* **TASK STATEMENT**
Set down, exactly as written, every line from the top of the records below to the line containing "natural iteration order.", both ends included, and no others.

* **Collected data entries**
● ● ●

use crate::document::{id_key, IdGenerator, ID_FIELD};
use crate::StoreError;
use serde::{Deserialize, Serialize};
use serde_json::Value;
use std::collections::{BTreeMap, HashSet};
use std::sync::{RwLock, RwLockReadGuard, RwLockWriteGuard};
use tracing::debug;

/// Collection metadata as reported by `list_collections`.
#[derive(Debug, Clone, Serialize, Deserialize, PartialEq, Eq)]
pub struct CollectionInfo {
    pub name: String,
    pub documents: usize,
}

#[derive(Debug, Default)]
struct Collection {
    /// Insertion order is the natural iteration order.
    documents: Vec<Value>,
    ids: HashSet<String>,
}

impl Collection {
    /// Stamp missing ids and check uniqueness for the whole batch before
    /// touching the collection, so a failed batch leaves it unchanged.
    fn insert_batch(
        &mut self,
        collection: &str,
        docs: Vec<Value>,
        generator: &IdGenerator,
    ) -> Result<usize, StoreError> {
        let mut staged = Vec::with_capacity(docs.len());
        let mut batch_keys = HashSet::with_capacity(docs.len());

        for (index, mut doc) in docs.into_iter().enumerate() {
            let Some(fields) = doc.as_object_mut() else {
                return Err(StoreError::InvalidDocument {
                    collection: collection.to_owned(),
                    index,
                    reason: "document must be a JSON object".to_owned(),
                });
            };
            let id = fields
                .entry(ID_FIELD)
                .or_insert_with(|| Value::String(generator.next_id()));
            if id.is_array() {
                return Err(StoreError::InvalidDocument {
                    collection: collection.to_owned(),
                    index,
                    reason: "_id cannot be an array".to_owned(),
                });
            }
            let key = id_key(id);
            if self.ids.contains(&key) || !batch_keys.insert(key.clone()) {
                return Err(StoreError::DuplicateKey {
                    collection: collection.to_owned(),
                    id: key,
                });
            }
            staged.push((key, doc));
        }

        let count = staged.len();
        for (key, doc) in staged {
            self.ids.insert(key);
            self.documents.push(doc);
        }
        Ok(count)
    }

    fn delete_ids(&mut self, keys: &HashSet<String>) -> usize {
        let before = self.documents.len();
        self.documents.retain(|doc| {
            doc.get(ID_FIELD)
                .map_or(true, |id| !keys.contains(&id_key(id)))
        });
        self.ids.retain(|key| !keys.contains(key));
        before - self.documents.len()
    }
}

type Database = BTreeMap<String, Collection>;

/// Database reserved for the store's own bookkeeping. It never appears in
/// `list_databases`.
pub const RESERVED_DATABASE: &str = "_instadoc";

/// The ephemeral store's data: databases of named collections of documents.
///
/// Databases and collections are created implicitly on first write. A
/// database disappears when its last collection is dropped.
#[derive(Debug, Default)]
pub struct DocumentStore {
    databases: RwLock<BTreeMap<String, Database>>,
    ids: IdGenerator,
}

impl DocumentStore {
    pub fn new() -> Self {
        Self::default()
    }

    fn read(&self) -> RwLockReadGuard<'_, BTreeMap<String, Database>> {
        self.databases.read().expect("store lock poisoned")
    }

    fn write(&self) -> RwLockWriteGuard<'_, BTreeMap<String, Database>> {
        self.databases.write().expect("store lock poisoned")
    }

    pub fn list_databases(&self) -> Vec<String> {
        self.read()
            .keys()
            .filter(|name| name.as_str() != RESERVED_DATABASE)
            .cloned()
            .collect()
    }

    pub fn list_collections(&self, database: &str) -> Vec<CollectionInfo> {
        self.read()
            .get(database)
            .map(|db| {
                db.iter()
                    .map(|(name, col)| CollectionInfo {
                        name: name.clone(),
                        documents: col.documents.len(),
                    })
                    .collect()
            })
            .unwrap_or_default()
    }

    /// Create an empty collection. Returns `false` if it already existed.
    pub fn create_collection(&self, database: &str, collection: &str) -> bool {
        let mut dbs = self.write();
        let db = dbs.entry(database.to_owned()).or_default();
        if db.contains_key(collection) {
            return false;
        }
        db.insert(collection.to_owned(), Collection::default());
        debug!("created collection {database}.{collection}");
        true
    }

    pub fn drop_collection(&self, database: &str, collection: &str) -> Result<(), StoreError> {
        let mut dbs = self.write();
        let removed = dbs
            .get_mut(database)
            .and_then(|db| db.remove(collection))
            .is_some();
        if !removed {
            return Err(StoreError::CollectionNotFound {
                database: database.to_owned(),
                collection: collection.to_owned(),
            });
        }
        if dbs.get(database).is_some_and(BTreeMap::is_empty) {
            dbs.remove(database);
        }
        debug!("dropped collection {database}.{collection}");
        Ok(())
    }

    /// All documents of a collection; a missing collection reads as empty.
    pub fn find_all(&self, database: &str, collection: &str) -> Vec<Value> {
        self.read()
            .get(database)
            .and_then(|db| db.get(collection))
            .map(|col| col.documents.clone())
            .unwrap_or_default()
    }

    /// Insert a batch of documents, all or nothing.
    ///
    /// Documents without `_id` get a generated one. An empty batch still
    /// creates the collection.
    pub fn insert_many(
        &self,
        database: &str,
        collection: &str,
        docs: Vec<Value>,
    ) -> Result<usize, StoreError> {
        let mut dbs = self.write();
        let db_existed = dbs.contains_key(database);
        let db = dbs.entry(database.to_owned()).or_default();
        let col_existed = db.contains_key(collection);
        let col = db.entry(collection.to_owned()).or_default();

        match col.insert_batch(collection, docs, &self.ids) {
            Ok(count) => {
                debug!("inserted {count} documents into {database}.{collection}");
                Ok(count)
            }
            Err(e) => {
                if !col_existed {
                    db.remove(collection);
                }
                if !db_existed {
                    dbs.remove(database);
                }
                Err(e)
            }
        }
    }

    /// Delete the documents whose `_id` is in `ids`. Returns how many were removed.
    pub fn delete_many(&self, database: &str, collection: &str, ids: &[Value]) -> usize {
        let keys: HashSet<String> = ids.iter().map(id_key).collect();
        let mut dbs = self.write();
        let deleted = dbs
            .get_mut(database)
            .and_then(|db| db.get_mut(collection))
            .map_or(0, |col| col.delete_ids(&keys));
        debug!("deleted {deleted} documents from {database}.{collection}");
        deleted
    }
}
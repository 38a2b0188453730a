//! Typed request parameters.
//!
//! Query strings decode into the `*Params` structs, where every field is
//! optional. `validate` turns them into `*Target`s or fails with a message
//! naming the missing parameter. Nothing reaches a collaborator before that.

use instadoc_fixtures::RESERVED_DATABASE;
use serde::Deserialize;
use std::path::{Component, Path};
use thiserror::Error;

#[derive(Debug, Clone, PartialEq, Eq, Error)]
pub enum ValidationError {
    #[error("Query parameter '{name}' specifies {purpose}.")]
    MissingParam {
        name: &'static str,
        purpose: &'static str,
    },
    #[error("Query parameter 'fix' must name a single fixture directory, got '{0}'.")]
    InvalidFixtureName(String),
    #[error("Database '{0}' is reserved for instadoc bookkeeping.")]
    ReservedDatabase(String),
}

/// Which operation a fixture request is for; only changes error wording.
#[derive(Debug, Clone, Copy, PartialEq, Eq)]
pub enum FixtureAction {
    Load,
    Unload,
}

/// Which operation a collection request is for; only changes error wording.
#[derive(Debug, Clone, Copy, PartialEq, Eq)]
pub enum CollectionAction {
    Drop,
    Get,
}

#[derive(Debug, Clone, Default, Deserialize, PartialEq, Eq)]
pub struct FixtureParams {
    pub db: Option<String>,
    pub fix: Option<String>,
}

#[derive(Debug, Clone, Default, Deserialize, PartialEq, Eq)]
pub struct CollectionParams {
    pub db: Option<String>,
    pub col: Option<String>,
}

#[derive(Debug, Clone, PartialEq, Eq)]
pub struct FixtureTarget {
    pub database: String,
    pub fixture: String,
}

#[derive(Debug, Clone, PartialEq, Eq)]
pub struct CollectionTarget {
    pub database: String,
    pub collection: String,
}

const DB_PURPOSE: &str = "database name";

fn database(value: Option<&str>) -> Result<String, ValidationError> {
    let database = required(value, "db", DB_PURPOSE)?;
    if database == RESERVED_DATABASE {
        return Err(ValidationError::ReservedDatabase(database));
    }
    Ok(database)
}

fn required(
    value: Option<&str>,
    name: &'static str,
    purpose: &'static str,
) -> Result<String, ValidationError> {
    match value {
        Some(v) if !v.is_empty() => Ok(v.to_owned()),
        _ => Err(ValidationError::MissingParam { name, purpose }),
    }
}

/// A fixture name must be one plain path component so it resolves inside the
/// fixtures root.
fn is_single_component(name: &str) -> bool {
    let mut components = Path::new(name).components();
    matches!(
        (components.next(), components.next()),
        (Some(Component::Normal(_)), None)
    ) && !name.contains(['/', '\\'])
}

impl FixtureParams {
    pub fn new(db: &str, fix: &str) -> Self {
        Self {
            db: Some(db.to_owned()),
            fix: Some(fix.to_owned()),
        }
    }

    pub fn validate(&self, action: FixtureAction) -> Result<FixtureTarget, ValidationError> {
        let database = database(self.db.as_deref())?;
        let purpose = match action {
            FixtureAction::Load => "name of fixture to load into database",
            FixtureAction::Unload => "name of fixture to unload from database",
        };
        let fixture = required(self.fix.as_deref(), "fix", purpose)?;
        if !is_single_component(&fixture) {
            return Err(ValidationError::InvalidFixtureName(fixture));
        }
        Ok(FixtureTarget { database, fixture })
    }
}

impl CollectionParams {
    pub fn new(db: &str, col: &str) -> Self {
        Self {
            db: Some(db.to_owned()),
            col: Some(col.to_owned()),
        }
    }

    pub fn validate(&self, action: CollectionAction) -> Result<CollectionTarget, ValidationError> {
        let database = database(self.db.as_deref())?;
        let purpose = match action {
            CollectionAction::Drop => "name of collection to drop",
            CollectionAction::Get => "name of collection to get",
        };
        let collection = required(self.col.as_deref(), "col", purpose)?;
        Ok(CollectionTarget {
            database,
            collection,
        })
    }
}

#[cfg(test)]
mod tests {
    use super::*;

    #[test]
    fn fixture_params_valid() {
        let target = FixtureParams::new("testdb", "sample")
            .validate(FixtureAction::Load)
            .unwrap();
        assert_eq!(target.database, "testdb");
        assert_eq!(target.fixture, "sample");
    }

    #[test]
    fn missing_db_is_reported_first() {
        let err = FixtureParams::default()
            .validate(FixtureAction::Load)
            .unwrap_err();
        assert_eq!(
            err.to_string(),
            "Query parameter 'db' specifies database name."
        );
    }

    #[test]
    fn missing_fix_message() {
        let params = FixtureParams {
            db: Some("testdb".to_owned()),
            fix: None,
        };
        let err = params.validate(FixtureAction::Load).unwrap_err();
        assert_eq!(
            err.to_string(),
            "Query parameter 'fix' specifies name of fixture to load into database."
        );
        let err = params.validate(FixtureAction::Unload).unwrap_err();
        assert!(err.to_string().contains("unload"));
    }

    #[test]
    fn empty_values_count_as_missing() {
        let err = FixtureParams::new("", "sample")
            .validate(FixtureAction::Load)
            .unwrap_err();
        assert!(matches!(err, ValidationError::MissingParam { name: "db", .. }));
        let err = CollectionParams::new("testdb", "")
            .validate(CollectionAction::Drop)
            .unwrap_err();
        assert!(matches!(err, ValidationError::MissingParam { name: "col", .. }));
    }

    #[test]
    fn fixture_names_must_stay_inside_root() {
        for bad in ["..", ".", "a/b", "../etc", "/abs", "a\\b"] {
            let err = FixtureParams::new("testdb", bad)
                .validate(FixtureAction::Load)
                .unwrap_err();
            assert!(
                matches!(err, ValidationError::InvalidFixtureName(_)),
                "{bad} should be rejected"
            );
        }
        assert!(FixtureParams::new("testdb", "fixture-1.v2")
            .validate(FixtureAction::Load)
            .is_ok());
    }

    #[test]
    fn database_names_pass_through_verbatim() {
        let target = CollectionParams::new("weird db/../name", "widgets")
            .validate(CollectionAction::Get)
            .unwrap();
        assert_eq!(target.database, "weird db/../name");
    }

    #[test]
    fn bookkeeping_database_is_off_limits() {
        let err = CollectionParams::new(RESERVED_DATABASE, "loaded_fixtures")
            .validate(CollectionAction::Get)
            .unwrap_err();
        assert_eq!(err, ValidationError::ReservedDatabase("_instadoc".to_owned()));
        assert!(matches!(
            FixtureParams::new(RESERVED_DATABASE, "sample").validate(FixtureAction::Load),
            Err(ValidationError::ReservedDatabase(_))
        ));
    }

    #[test]
    fn collection_params_messages() {
        let params = CollectionParams {
            db: Some("testdb".to_owned()),
            col: None,
        };
        assert_eq!(
            params
                .validate(CollectionAction::Drop)
                .unwrap_err()
                .to_string(),
            "Query parameter 'col' specifies name of collection to drop."
        );
        assert_eq!(
            params
                .validate(CollectionAction::Get)
                .unwrap_err()
                .to_string(),
            "Query parameter 'col' specifies name of collection to get."
        );
    }
}
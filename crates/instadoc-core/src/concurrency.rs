use std::collections::HashSet;
use std::sync::{Condvar, Mutex};

/// Per-key mutual exclusion for `(database, fixture)` pairs.
///
/// Load and unload of the same fixture in the same database run one at a
/// time; different pairs never wait on each other. Entries exist only while
/// held.
#[derive(Debug, Default)]
pub struct KeyLocks {
    held: Mutex<HashSet<(String, String)>>,
    released: Condvar,
}

impl KeyLocks {
    pub fn new() -> Self {
        Self::default()
    }

    /// Block until the key is free, then hold it until the guard drops.
    pub fn acquire(&self, database: &str, fixture: &str) -> KeyGuard<'_> {
        let key = (database.to_owned(), fixture.to_owned());
        let mut held = self.held.lock().expect("key lock table poisoned");
        while held.contains(&key) {
            held = self.released.wait(held).expect("key lock table poisoned");
        }
        held.insert(key.clone());
        KeyGuard { locks: self, key }
    }

    #[cfg(test)]
    fn held_count(&self) -> usize {
        self.held.lock().expect("key lock table poisoned").len()
    }
}

pub struct KeyGuard<'a> {
    locks: &'a KeyLocks,
    key: (String, String),
}

impl Drop for KeyGuard<'_> {
    fn drop(&mut self) {
        if let Ok(mut held) = self.locks.held.lock() {
            held.remove(&self.key);
        }
        self.locks.released.notify_all();
    }
}
//! Memory-resident document store for instadoc.
//!
//! This crate provides the ephemeral database: a `DocumentStore` holding
//! databases of named collections of JSON documents, the HTTP wire protocol
//! used to reach it (`wire`), and `EphemeralStore`, a handle that serves one
//! store instance on a local port for the lifetime of the process.
//!
//! Nothing is persisted. Dropping the handle discards every database.

pub mod document;
pub mod engine;
pub mod ephemeral;
pub mod wire;

pub use document::{id_key, IdGenerator, ID_FIELD};
pub use engine::{CollectionInfo, DocumentStore, RESERVED_DATABASE};
pub use ephemeral::{handle_request, EphemeralStore};
pub use wire::{parse_route, StoreRoute, PROTOCOL_HEADER};

/// Wire protocol version sent as `X-Instadoc-Protocol` on every client request.
pub const PROTOCOL_VERSION: u32 = 1;

use thiserror::Error;

#[derive(Debug, Error)]
pub enum StoreError {
    #[error("store I/O error: {0}")]
    Io(#[from] std::io::Error),
    #[error("failed to bind store server on {addr}: {reason}")]
    Bind { addr: String, reason: String },
    #[error("collection not found: {database}.{collection}")]
    CollectionNotFound {
        database: String,
        collection: String,
    },
    #[error("duplicate key in collection '{collection}': _id {id}")]
    DuplicateKey { collection: String, id: String },
    #[error("invalid document #{index} for collection '{collection}': {reason}")]
    InvalidDocument {
        collection: String,
        index: usize,
        reason: String,
    },
    #[error("serialization error: {0}")]
    Serialization(#[from] serde_json::Error),
}

#[cfg(test)]
mod tests {
    use super::*;

    #[test]
    fn store_error_display_collection_not_found() {
        let e = StoreError::CollectionNotFound {
            database: "testdb".to_owned(),
            collection: "widgets".to_owned(),
        };
        assert_eq!(e.to_string(), "collection not found: testdb.widgets");
    }

    #[test]
    fn store_error_display_duplicate_key() {
        let e = StoreError::DuplicateKey {
            collection: "widgets".to_owned(),
            id: "\"abc\"".to_owned(),
        };
        let msg = e.to_string();
        assert!(msg.contains("widgets"));
        assert!(msg.contains("abc"));
    }

    #[test]
    fn store_error_display_bind() {
        let e = StoreError::Bind {
            addr: "127.0.0.1:5001".to_owned(),
            reason: "address in use".to_owned(),
        };
        let msg = e.to_string();
        assert!(msg.contains("5001"));
        assert!(msg.contains("address in use"));
    }

    #[test]
    fn store_error_display_invalid_document() {
        let e = StoreError::InvalidDocument {
            collection: "widgets".to_owned(),
            index: 3,
            reason: "document must be a JSON object".to_owned(),
        };
        let msg = e.to_string();
        assert!(msg.contains("#3"));
        assert!(msg.contains("JSON object"));
    }

    #[test]
    fn protocol_version_is_1() {
        assert_eq!(PROTOCOL_VERSION, 1);
    }
}
use crate::engine::DocumentStore;
use crate::wire::{
    parse_route, CreateResponse, DeleteRequest, DeleteResponse, DropResponse, HealthResponse,
    InsertResponse, StoreRoute,
};
use crate::StoreError;
use serde::Serialize;
use serde_json::Value;
use std::io::Read;
use std::sync::Arc;
use std::thread::JoinHandle;
use tiny_http::{Header, Method, Response, Server, StatusCode};
use tracing::{debug, error, info, warn};

/// Handle owning one running ephemeral store.
///
/// The store is served over the wire protocol on `127.0.0.1:{port}` by a pool
/// of worker threads. Dropping the handle stops the workers and discards all
/// data.
pub struct EphemeralStore {
    uri: String,
    port: u16,
    store: Arc<DocumentStore>,
    server: Arc<Server>,
    workers: Vec<JoinHandle<()>>,
}

impl EphemeralStore {
    /// Start a fresh store. Port `0` picks a free port.
    pub fn start(port: u16, workers: usize) -> Result<Self, StoreError> {
        let addr = format!("127.0.0.1:{port}");
        let server = Server::http(&addr).map_err(|e| StoreError::Bind {
            addr: addr.clone(),
            reason: e.to_string(),
        })?;
        let server = Arc::new(server);
        let port = server
            .server_addr()
            .to_ip()
            .map_or(port, |addr| addr.port());
        let uri = format!("http://127.0.0.1:{port}");

        let store = Arc::new(DocumentStore::new());
        let workers = (0..workers.max(1))
            .map(|_| {
                let srv = Arc::clone(&server);
                let store = Arc::clone(&store);
                std::thread::spawn(move || {
                    for request in srv.incoming_requests() {
                        handle_request(&store, request);
                    }
                })
            })
            .collect();

        info!("ephemeral store listening at {uri}");
        Ok(Self {
            uri,
            port,
            store,
            server,
            workers,
        })
    }

    /// Connection endpoint for store clients.
    pub fn uri(&self) -> &str {
        &self.uri
    }

    pub fn port(&self) -> u16 {
        self.port
    }

    /// Direct access to the engine, bypassing the wire protocol.
    pub fn store(&self) -> &Arc<DocumentStore> {
        &self.store
    }
}

impl Drop for EphemeralStore {
    fn drop(&mut self) {
        for _ in &self.workers {
            self.server.unblock();
        }
        for handle in self.workers.drain(..) {
            let _ = handle.join();
        }
        debug!("ephemeral store at {} stopped", self.uri);
    }
}

fn respond_err(req: tiny_http::Request, code: u16, msg: &str) {
    let _ = req.respond(Response::from_string(msg).with_status_code(StatusCode(code)));
}

fn respond_json(req: tiny_http::Request, value: &impl Serialize) {
    match serde_json::to_vec(value) {
        Ok(body) => {
            let header =
                Header::from_bytes("Content-Type", "application/json").expect("valid header");
            let _ = req.respond(Response::from_data(body).with_header(header));
        }
        Err(e) => {
            error!("failed to encode response: {e}");
            respond_err(req, 500, "encode error");
        }
    }
}

fn read_json<T: serde::de::DeserializeOwned>(req: &mut tiny_http::Request) -> Result<T, String> {
    let mut body = Vec::new();
    req.as_reader()
        .read_to_end(&mut body)
        .map_err(|e| format!("read error: {e}"))?;
    serde_json::from_slice(&body).map_err(|e| format!("invalid JSON body: {e}"))
}

fn store_error_status(err: &StoreError) -> u16 {
    match err {
        StoreError::CollectionNotFound { .. } => 404,
        StoreError::DuplicateKey { .. } => 409,
        StoreError::InvalidDocument { .. } | StoreError::Serialization(_) => 400,
        StoreError::Io(_) | StoreError::Bind { .. } => 500,
    }
}

fn handle_documents(
    store: &DocumentStore,
    mut req: tiny_http::Request,
    method: &Method,
    database: &str,
    collection: &str,
) {
    match *method {
        Method::Get => respond_json(req, &store.find_all(database, collection)),
        Method::Post => {
            let docs: Vec<Value> = match read_json(&mut req) {
                Ok(docs) => docs,
                Err(msg) => {
                    respond_err(req, 400, &msg);
                    return;
                }
            };
            match store.insert_many(database, collection, docs) {
                Ok(inserted) => respond_json(req, &InsertResponse { inserted }),
                Err(e) => {
                    warn!("insert into {database}.{collection} rejected: {e}");
                    respond_err(req, store_error_status(&e), &e.to_string());
                }
            }
        }
        _ => respond_err(req, 405, "method not allowed"),
    }
}

/// Handle a single wire-protocol request against `store`.
pub fn handle_request(store: &DocumentStore, mut req: tiny_http::Request) {
    let method = req.method().clone();
    let url = req.url().to_owned();
    debug!("{method} {url}");

    let Some(route) = parse_route(&url) else {
        respond_err(req, 404, "not found");
        return;
    };

    match (route, &method) {
        (StoreRoute::Health, Method::Get) => respond_json(req, &HealthResponse { ok: true }),
        (StoreRoute::Databases, Method::Get) => respond_json(req, &store.list_databases()),
        (StoreRoute::Collections { database }, Method::Get) => {
            respond_json(req, &store.list_collections(&database));
        }
        (
            StoreRoute::Collection {
                database,
                collection,
            },
            Method::Put,
        ) => {
            let created = store.create_collection(&database, &collection);
            respond_json(req, &CreateResponse { created });
        }
        (
            StoreRoute::Collection {
                database,
                collection,
            },
            Method::Delete,
        ) => match store.drop_collection(&database, &collection) {
            Ok(()) => respond_json(req, &DropResponse { dropped: true }),
            Err(e) => respond_err(req, store_error_status(&e), &e.to_string()),
        },
        (
            StoreRoute::Documents {
                database,
                collection,
            },
            method,
        ) => handle_documents(store, req, method, &database, &collection),
        (
            StoreRoute::DeleteDocuments {
                database,
                collection,
            },
            Method::Post,
        ) => match read_json::<DeleteRequest>(&mut req) {
            Ok(body) => {
                let deleted = store.delete_many(&database, &collection, &body.ids);
                respond_json(req, &DeleteResponse { deleted });
            }
            Err(msg) => respond_err(req, 400, &msg),
        },
        _ => respond_err(req, 405, "method not allowed"),
    }
}

#[cfg(test)]
mod tests {
    use super::*;

    fn get_body(url: &str) -> String {
        let resp = ureq::get(url).call().unwrap();
        let mut body = String::new();
        resp.into_body()
            .into_reader()
            .read_to_string(&mut body)
            .unwrap();
        body
    }

    #[test]
    fn start_on_random_port_serves_health() {
        let store = EphemeralStore::start(0, 2).unwrap();
        assert_ne!(store.port(), 0);
        assert_eq!(store.uri(), format!("http://127.0.0.1:{}", store.port()));

        let body = get_body(&format!("{}/health", store.uri()));
        assert_eq!(body, r#"{"ok":true}"#);
    }

    #[test]
    fn serves_documents_inserted_through_engine() {
        let store = EphemeralStore::start(0, 1).unwrap();
        store
            .store()
            .insert_many("db", "widgets", vec![serde_json::json!({"_id": 1})])
            .unwrap();

        let body = get_body(&format!(
            "{}/databases/db/collections/widgets/documents",
            store.uri()
        ));
        assert_eq!(body, r#"[{"_id":1}]"#);
    }

    #[test]
    fn unknown_route_is_404() {
        let store = EphemeralStore::start(0, 1).unwrap();
        let result = ureq::get(&format!("{}/nope", store.uri())).call();
        assert!(matches!(result, Err(ureq::Error::StatusCode(404))));
    }

    #[test]
    fn binding_a_taken_port_fails() {
        let first = EphemeralStore::start(0, 1).unwrap();
        let err = EphemeralStore::start(first.port(), 1)
            .err()
            .expect("second bind must fail");
        assert!(matches!(err, StoreError::Bind { .. }));
    }

    #[test]
    fn store_error_status_codes() {
        let not_found = StoreError::CollectionNotFound {
            database: "d".to_owned(),
            collection: "c".to_owned(),
        };
        assert_eq!(store_error_status(&not_found), 404);
        let dup = StoreError::DuplicateKey {
            collection: "c".to_owned(),
            id: "1".to_owned(),
        };
        assert_eq!(store_error_status(&dup), 409);
    }
}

● ● ●

* **COMPLETED EXERCISE**
use crate::document::{id_key, IdGenerator, ID_FIELD};
use crate::StoreError;
use serde::{Deserialize, Serialize};
use serde_json::Value;
use std::collections::{BTreeMap, HashSet};
use std::sync::{RwLock, RwLockReadGuard, RwLockWriteGuard};
use tracing::debug;

/// Collection metadata as reported by `list_collections`.
#[derive(Debug, Clone, Serialize, Deserialize, PartialEq, Eq)]
pub struct CollectionInfo {
    pub name: String,
    pub documents: usize,
}

#[derive(Debug, Default)]
struct Collection {
    /// Insertion order is the natural iteration order.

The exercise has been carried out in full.